Chanter des berceuses est une pratique très répandue dans le monde et des études ont été réalisées auprès de mamans et leurs enfants pour connaitre l'impact de cette pratique sur l'attachement entre les bébés et leurs mères. Par exemple, une étude à montré que cela pouvait réduire les épisodes de pleurs, le stress maternel et les réveils dans la nuit. Et ce n'est qu'un exemple parmi d'autres !
Et si vous ne vous sentez pas les capacités de communiquer par la musique ...
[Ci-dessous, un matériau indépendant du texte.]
use std::fmt;

use serde::{Deserialize, Serialize};

use crate::{trim_f64, Angle, EPSILON};

/// A point in model space. Station coordinates are integers, but bends and bisection midpoints
/// land on half units or worse.
#[derive(Clone, Copy, Debug, PartialEq, Serialize, Deserialize)]
pub struct Pt2D {
    x: f64,
    y: f64,
}

impl Pt2D {
    pub fn new(x: f64, y: f64) -> Pt2D {
        if !x.is_finite() || !y.is_finite() {
            panic!("Bad Pt2D {}, {}", x, y);
        }

        Pt2D {
            x: trim_f64(x),
            y: trim_f64(y),
        }
    }

    pub fn x(self) -> f64 {
        self.x
    }

    pub fn y(self) -> f64 {
        self.y
    }

    pub fn approx_eq(self, other: Pt2D) -> bool {
        (self.x - other.x).abs() < EPSILON && (self.y - other.y).abs() < EPSILON
    }

    pub fn dist_to(self, to: Pt2D) -> f64 {
        ((self.x - to.x).powi(2) + (self.y - to.y).powi(2)).sqrt()
    }

    pub fn offset(self, dx: f64, dy: f64) -> Pt2D {
        Pt2D::new(self.x + dx, self.y + dy)
    }

    pub fn project_away(self, dist: f64, theta: Angle) -> Pt2D {
        assert!(dist >= 0.0);

        let (sin, cos) = theta.normalized_radians().sin_cos();
        Pt2D::new(self.x + dist * cos, self.y + dist * sin)
    }

    pub fn angle_to(self, to: Pt2D) -> Angle {
        Angle::new_rads((to.y - self.y).atan2(to.x - self.x))
    }

    pub fn midpoint(self, other: Pt2D) -> Pt2D {
        Pt2D::new((self.x + other.x) / 2.0, (self.y + other.y) / 2.0)
    }

    pub fn center(pts: &[Pt2D]) -> Pt2D {
        assert!(!pts.is_empty());
        let mut x = 0.0;
        let mut y = 0.0;
        for pt in pts {
            x += pt.x;
            y += pt.y;
        }
        let len = pts.len() as f64;
        Pt2D::new(x / len, y / len)
    }
}

impl fmt::Display for Pt2D {
    fn fmt(&self, f: &mut fmt::Formatter) -> fmt::Result {
        write!(f, "Pt2D({0}, {1})", self.x, self.y)
    }
}

/// A station coordinate on the unit grid. Adjacent platforms of one physical station differ by
/// exactly one unit along one axis.
#[derive(Clone, Copy, Debug, PartialEq, Eq, Hash, PartialOrd, Ord, Serialize, Deserialize)]
pub struct GridPt {
    pub x: i64,
    pub y: i64,
}

impl GridPt {
    pub fn new(x: i64, y: i64) -> GridPt {
        GridPt { x, y }
    }

    pub fn to_pt(self) -> Pt2D {
        Pt2D::new(self.x as f64, self.y as f64)
    }

    /// The 4 axis-aligned unit steps away. Diagonal neighbors don't count.
    pub fn neighbors(self) -> [GridPt; 4] {
        [
            GridPt::new(self.x + 1, self.y),
            GridPt::new(self.x, self.y + 1),
            GridPt::new(self.x - 1, self.y),
            GridPt::new(self.x, self.y - 1),
        ]
    }

    pub fn sum(self) -> i64 {
        self.x + self.y
    }
}

impl fmt::Display for GridPt {
    fn fmt(&self, f: &mut fmt::Formatter) -> fmt::Result {
        write!(f, "({}, {})", self.x, self.y)
    }
}

#[cfg(test)]
mod tests {
    use super::*;

    #[test]
    fn center_of_row() {
        let pts = vec![Pt2D::new(5.0, 5.0), Pt2D::new(6.0, 5.0), Pt2D::new(7.0, 5.0)];
        assert_eq!(Pt2D::center(&pts), Pt2D::new(6.0, 5.0));
    }

    #[test]
    fn trims_noise() {
        let pt = Pt2D::new(0.1 + 0.2, 1.0 / 3.0);
        assert_eq!(pt, Pt2D::new(0.3, 0.3333));
    }

    #[test]
    fn grid_neighbors_are_orthogonal() {
        let pt = GridPt::new(2, -1);
        for n in pt.neighbors() {
            assert_eq!((n.x - pt.x).abs() + (n.y - pt.y).abs(), 1);
        }
    }
}
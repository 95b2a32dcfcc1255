use std::fmt;

use anyhow::{Context, Result};
use serde::{Deserialize, Serialize};

use geom::{Direction, GridPt, Pt2D};

/// Columns in one row of a line's station table: English name, Chinese name, sign, x, y, travel
/// octant, label octant.
pub const ANCHOR_COLUMNS: usize = 7;

/// The marker column of a station row.
#[derive(Clone, Copy, Debug, PartialEq, Eq, Serialize, Deserialize)]
pub enum Sign {
    /// Blank: an ordinary station.
    Station,
    /// `*`: only shapes the route; no station is drawn here.
    Waypoint,
    /// `^`: a Y-shaped line splits off from here. The trunk carries on to the next row.
    BranchFrom,
    /// `#`: the first station of the branch of a Y-shaped line.
    Follow,
}

impl Sign {
    pub fn parse(raw: &str) -> Result<Sign> {
        match raw.trim() {
            "" => Ok(Sign::Station),
            "*" => Ok(Sign::Waypoint),
            "^" => Ok(Sign::BranchFrom),
            "#" => Ok(Sign::Follow),
            x => bail!("Unknown station sign {:?}", x),
        }
    }

    pub fn is_real_station(self) -> bool {
        self != Sign::Waypoint
    }
}

/// A station name in English and Chinese. Either half may be missing; interchange platforms
/// often only name the station once.
#[derive(Clone, Debug, Default, PartialEq, Eq, Serialize, Deserialize)]
pub struct BilingualName {
    pub eng: Option<String>,
    pub chn: Option<String>,
}

impl BilingualName {
    pub fn new<S: Into<String>>(eng: S, chn: S) -> BilingualName {
        BilingualName {
            eng: Some(eng.into()),
            chn: Some(chn.into()),
        }
    }

    pub fn is_empty(&self) -> bool {
        self.eng.is_none() && self.chn.is_none()
    }
}

impl fmt::Display for BilingualName {
    fn fmt(&self, f: &mut fmt::Formatter) -> fmt::Result {
        match (&self.eng, &self.chn) {
            (Some(eng), Some(chn)) => write!(f, "{} ({})", eng, chn),
            (Some(name), None) | (None, Some(name)) => write!(f, "{}", name),
            (None, None) => write!(f, "unnamed"),
        }
    }
}

/// One row of a line's station table.
#[derive(Clone, Debug, PartialEq, Serialize, Deserialize)]
pub struct StationAnchor {
    pub pos: GridPt,
    /// Which way the line passes through. Only the orientation matters, so this is one of E, NE,
    /// N, or NW.
    pub travel: Direction,
    /// Where the label goes, relative to the station.
    pub label: Option<Direction>,
    pub name: BilingualName,
    pub sign: Sign,
}

impl StationAnchor {
    /// Parses `name_eng, name_chn, sign, x, y, travel_octant, label_octant`. Empty cells are null.
    pub fn from_row(row: &[String]) -> Result<StationAnchor> {
        if row.len() != ANCHOR_COLUMNS {
            bail!(
                "Station row has {} columns, expected {}: {:?}",
                row.len(),
                ANCHOR_COLUMNS,
                row
            );
        }
        let name = BilingualName {
            eng: non_empty(&row[0]),
            chn: non_empty(&row[1]),
        };
        let sign = Sign::parse(&row[2])?;
        let x = parse_int(&row[3]).context("x")?;
        let y = parse_int(&row[4]).context("y")?;

        let travel = parse_int(&row[5]).context("travel direction")?;
        if !(0..4).contains(&travel) {
            bail!("Travel direction {} isn't in [0, 4)", travel);
        }
        let label = match non_empty(&row[6]) {
            Some(raw) => {
                let n = parse_int(&raw).context("label direction")?;
                if !(0..8).contains(&n) {
                    bail!("Label direction {} isn't in [0, 8)", n);
                }
                Some(Direction::from_octant(n))
            }
            None => None,
        };

        Ok(StationAnchor {
            pos: GridPt::new(x, y),
            travel: Direction::from_octant(travel),
            label,
            name,
            sign,
        })
    }

    pub fn pt(&self) -> Pt2D {
        self.pos.to_pt()
    }
}

impl fmt::Display for StationAnchor {
    fn fmt(&self, f: &mut fmt::Formatter) -> fmt::Result {
        write!(f, "{} at {} heading {}", self.name, self.pos, self.travel)
    }
}

fn non_empty(raw: &str) -> Option<String> {
    let raw = raw.trim();
    if raw.is_empty() {
        None
    } else {
        Some(raw.to_string())
    }
}

/// Spreadsheet exports sometimes write integers as `3.0`.
fn parse_int(raw: &str) -> Result<i64> {
    let raw = raw.trim();
    if let Ok(n) = raw.parse::<i64>() {
        return Ok(n);
    }
    let x: f64 = raw
        .parse()
        .with_context(|| format!("{:?} isn't a number", raw))?;
    if x.fract() != 0.0 || !x.is_finite() {
        bail!("{} isn't an integer", raw);
    }
    Ok(x as i64)
}

#[cfg(test)]
mod tests {
    use super::*;

    fn row(cells: [&str; 7]) -> Vec<String> {
        cells.iter().map(|x| x.to_string()).collect()
    }

    #[test]
    fn parse_station_row() {
        let anchor =
            StationAnchor::from_row(&row(["People's Square", "人民广场", "", "10", "-3", "2", "4"]))
                .unwrap();
        assert_eq!(anchor.pos, GridPt::new(10, -3));
        assert_eq!(anchor.travel, Direction::N);
        assert_eq!(anchor.label, Some(Direction::W));
        assert_eq!(anchor.sign, Sign::Station);
        assert_eq!(anchor.name, BilingualName::new("People's Square", "人民广场"));
    }

    #[test]
    fn parse_waypoint_row() {
        let anchor = StationAnchor::from_row(&row(["", "", "*", "4.0", "5", "1", ""])).unwrap();
        assert_eq!(anchor.pos, GridPt::new(4, 5));
        assert_eq!(anchor.travel, Direction::NE);
        assert_eq!(anchor.label, None);
        assert!(anchor.name.is_empty());
        assert!(!anchor.sign.is_real_station());
    }

    #[test]
    fn reject_bad_rows() {
        assert!(StationAnchor::from_row(&row(["a", "b", "", "0", "0", "4", ""])).is_err());
        assert!(StationAnchor::from_row(&row(["a", "b", "", "0", "0", "0", "8"])).is_err());
        assert!(StationAnchor::from_row(&row(["a", "b", "!", "0", "0", "0", ""])).is_err());
        assert!(StationAnchor::from_row(&row(["a", "b", "", "0.5", "0", "0", ""])).is_err());
        assert!(StationAnchor::from_row(&row(["a", "b", "", "x", "0", "0", ""])).is_err());
        assert!(StationAnchor::from_row(&["a".to_string()]).is_err());
    }

    #[test]
    fn signs() {
        assert_eq!(Sign::parse(" ^ ").unwrap(), Sign::BranchFrom);
        assert_eq!(Sign::parse("#").unwrap(), Sign::Follow);
        assert!(Sign::BranchFrom.is_real_station());
    }
}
Sachez qu'au moins écouter de la musique en amont d'une discussion peut participer à rendre la discussion plus fluide. Premièrement, parce que ça joue sur l'humeur et que l'humeur impacte les capacités cognitives, quand vous êtes de mauvaise humeur vous êtes plus "tête en l'air", vous avez plus de mal à vous concentrer et c'est encore pire pour les personnes avec des troubles cognitifs. Deuxièmement, ça pré-active en quelques sortes certaines aires cérébrales utiles pour le langage, un peu comme un échauffement. Enfin, ça éveille des souvenirs et ça donne de la matière à discuter. Je vous laisse constater par vous-même avec cette vidéo extraite du magnifique film documentaire, Alive Inside, dans lequel intervient le neurologue Oliver Sacks (début à 0:43 secondes).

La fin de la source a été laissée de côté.